Answer:
From the given information we know that Y Z and A are the midpoints of sides AV VW and WX respectively. By the midpoint theorem we can conclude that the line segment XY is parallel to line segment AW and line segment YZ is parallel to line segment WX.
From this parallelism we can conclude that the ratio of corresponding lengths is equal. In this case we can say that XA/AW = XY/YZ.

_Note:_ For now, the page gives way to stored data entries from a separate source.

//! Result storer: the single consumer of scored pairs.
//!
//! Clears the run's namespace on start, buffers score sets up to the chunk
//! size and commits each full buffer. When the result queue closes the
//! remaining partial buffer is flushed. Finalizing the namespace is left to
//! the coordinator, which only does it when every stage succeeded.

use crate::compute::ScoredPair;
use crate::progress::Progress;
use crate::retry::{retry, RetryPolicy};
use assocrank_common::format::millify;
use assocrank_common::{AssocError, Result};
use assocrank_db::{ScoreBatch, ScoreSink};
use std::sync::Arc;
use tokio::sync::mpsc;
use tokio_util::sync::CancellationToken;
use tracing::{debug, info};

const LOG_EVERY_STORED: u64 = 10_000;

pub struct ResultStorer {
    pub sink: Arc<dyn ScoreSink>,
    pub namespace: String,
    pub chunk_size: usize,
    pub input: mpsc::Receiver<ScoredPair>,
    pub progress: Arc<Progress>,
    pub retry: RetryPolicy,
    pub cancel: CancellationToken,
}

impl ResultStorer {
    pub async fn run(mut self) -> Result<()> {
        let removed = retry("clear namespace", &self.retry, &self.cancel, || {
            self.sink.clear(&self.namespace)
        })
        .await?;
        info!(namespace = %self.namespace, removed, "Cleared previous results");

        let chunk_size = self.chunk_size.max(1);
        let mut cache = ScoreBatch::new();

        loop {
            let next = tokio::select! {
                biased;
                _ = self.cancel.cancelled() => return Err(AssocError::Cancelled),
                next = self.input.recv() => next,
            };
            let Some(ScoredPair { scores, .. }) = next else { break };

            cache.insert(scores.id.clone(), scores);
            if cache.len() >= chunk_size {
                self.flush(&mut cache).await?;
            }
        }

        self.flush(&mut cache).await?;
        info!(
            namespace = %self.namespace,
            stored = self.progress.stored(),
            "All results committed"
        );
        Ok(())
    }

    async fn flush(&self, cache: &mut ScoreBatch) -> Result<()> {
        if cache.is_empty() {
            return Ok(());
        }
        let batch: &ScoreBatch = cache;
        retry("commit batch", &self.retry, &self.cancel, || {
            self.sink.commit_batch(&self.namespace, batch)
        })
        .await?;

        let n = cache.len() as u64;
        let before = self.progress.stored();
        let stored = self.progress.record_stored(n);
        debug!(batch = n, stored, "Committed batch");
        if stored / LOG_EVERY_STORED > before / LOG_EVERY_STORED {
            info!(
                stored = %millify(stored as f64),
                rate = %format!("{}/s", millify(self.progress.rate(stored))),
                "Stored association scores"
            );
        }
        cache.clear();
        Ok(())
    }
}

#[cfg(test)]
mod tests {
    use super::*;
    use assocrank_common::{AssociationScoreSet, PairKey};
    use assocrank_db::MemoryScoreSink;
    use assocrank_test_utils::fixtures::letter_registry;
    use assocrank_test_utils::FailingSink;
    use std::time::Duration;

    fn scored(t: &str, d: &str) -> ScoredPair {
        let key = PairKey::new(t, d);
        let scores = AssociationScoreSet::new(&key, &letter_registry());
        ScoredPair { key, scores }
    }

    fn storer(
        sink: Arc<dyn ScoreSink>,
        chunk_size: usize,
        input: mpsc::Receiver<ScoredPair>,
        progress: Arc<Progress>,
    ) -> ResultStorer {
        ResultStorer {
            sink,
            namespace: "ns".to_string(),
            chunk_size,
            input,
            progress,
            retry: RetryPolicy {
                max_attempts: 3,
                initial_backoff: Duration::from_millis(1),
                max_backoff: Duration::from_millis(2),
            },
            cancel: CancellationToken::new(),
        }
    }

    #[tokio::test]
    async fn test_chunks_and_final_partial_flush() {
        let sink = MemoryScoreSink::new();
        let (tx, rx) = mpsc::channel(16);
        for i in 0..5 {
            tx.send(scored(&format!("T{i}"), "D1")).await.unwrap();
        }
        drop(tx);

        let progress = Arc::new(Progress::new(1, 1));
        storer(Arc::new(sink.clone()), 2, rx, Arc::clone(&progress))
            .run()
            .await
            .unwrap();

        assert_eq!(sink.batch_count("ns").await, 3);
        assert_eq!(sink.snapshot("ns").await.len(), 5);
        assert_eq!(progress.stored(), 5);
        assert!(!sink.is_finalized("ns").await);
    }

    #[tokio::test]
    async fn test_clears_previous_results_first() {
        let sink = MemoryScoreSink::new();
        let mut stale = ScoreBatch::new();
        let old = scored("OLD", "D9").scores;
        stale.insert(old.id.clone(), old);
        sink.commit_batch("ns", &stale).await.unwrap();

        let (tx, rx) = mpsc::channel(1);
        drop(tx);
        storer(Arc::new(sink.clone()), 10, rx, Arc::new(Progress::new(1, 1)))
            .run()
            .await
            .unwrap();
        assert!(sink.snapshot("ns").await.is_empty());
    }

    #[tokio::test]
    async fn test_commit_retried_then_succeeds() {
        let sink = Arc::new(FailingSink::transient(MemoryScoreSink::new(), 2));
        let (tx, rx) = mpsc::channel(1);
        tx.send(scored("T1", "D1")).await.unwrap();
        drop(tx);

        storer(sink.clone(), 10, rx, Arc::new(Progress::new(1, 1)))
            .run()
            .await
            .unwrap();
        assert_eq!(sink.commit_attempts(), 3);
        assert_eq!(sink.inner().snapshot("ns").await.len(), 1);
    }

    #[tokio::test]
    async fn test_commit_exhaustion_is_fatal() {
        let sink = Arc::new(FailingSink::always_transient(MemoryScoreSink::new()));
        let (tx, rx) = mpsc::channel(1);
        tx.send(scored("T1", "D1")).await.unwrap();
        drop(tx);

        let result = storer(sink.clone(), 10, rx, Arc::new(Progress::new(1, 1)))
            .run()
            .await;
        assert!(matches!(result, Err(AssocError::Unavailable(_))));
        assert_eq!(sink.commit_attempts(), 3);
    }
}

To verify this result let's substitute XA = 4x-3 and AW = 2x + 5 into the equation:
(4x-3)/(2x + 5) = XY/YZ.
To further simplify the equation we can cross-multiply:
(4x-3)(YZ) = (2x + 5)(XY).
Since we know that YZ = WX and XY = AV we can substitute these values:
(4x-3)(WX) = (2x + 5)(AV).
Since Y Z and A are the midpoints we can say that WX = 2AW and AV = 2XA. Substituting these values:
(4x-3)(2AW) = (2x + 5)(2XA).
Simplifying further we get:
8AWx - 6AW = 4XA x + 10XA.
Now we can divide through by x to isolate the variables:
8AW - 6 = 4XA + 10.
Rearranging the equation:
8AW - 4XA = 10 + 6.
Combining like terms:
8AW - 4XA = 16.
However based on the options provided none of the choices match the expression derived from the equation. Therefore we cannot conclude any specific relationship between XA and AW based on the given information.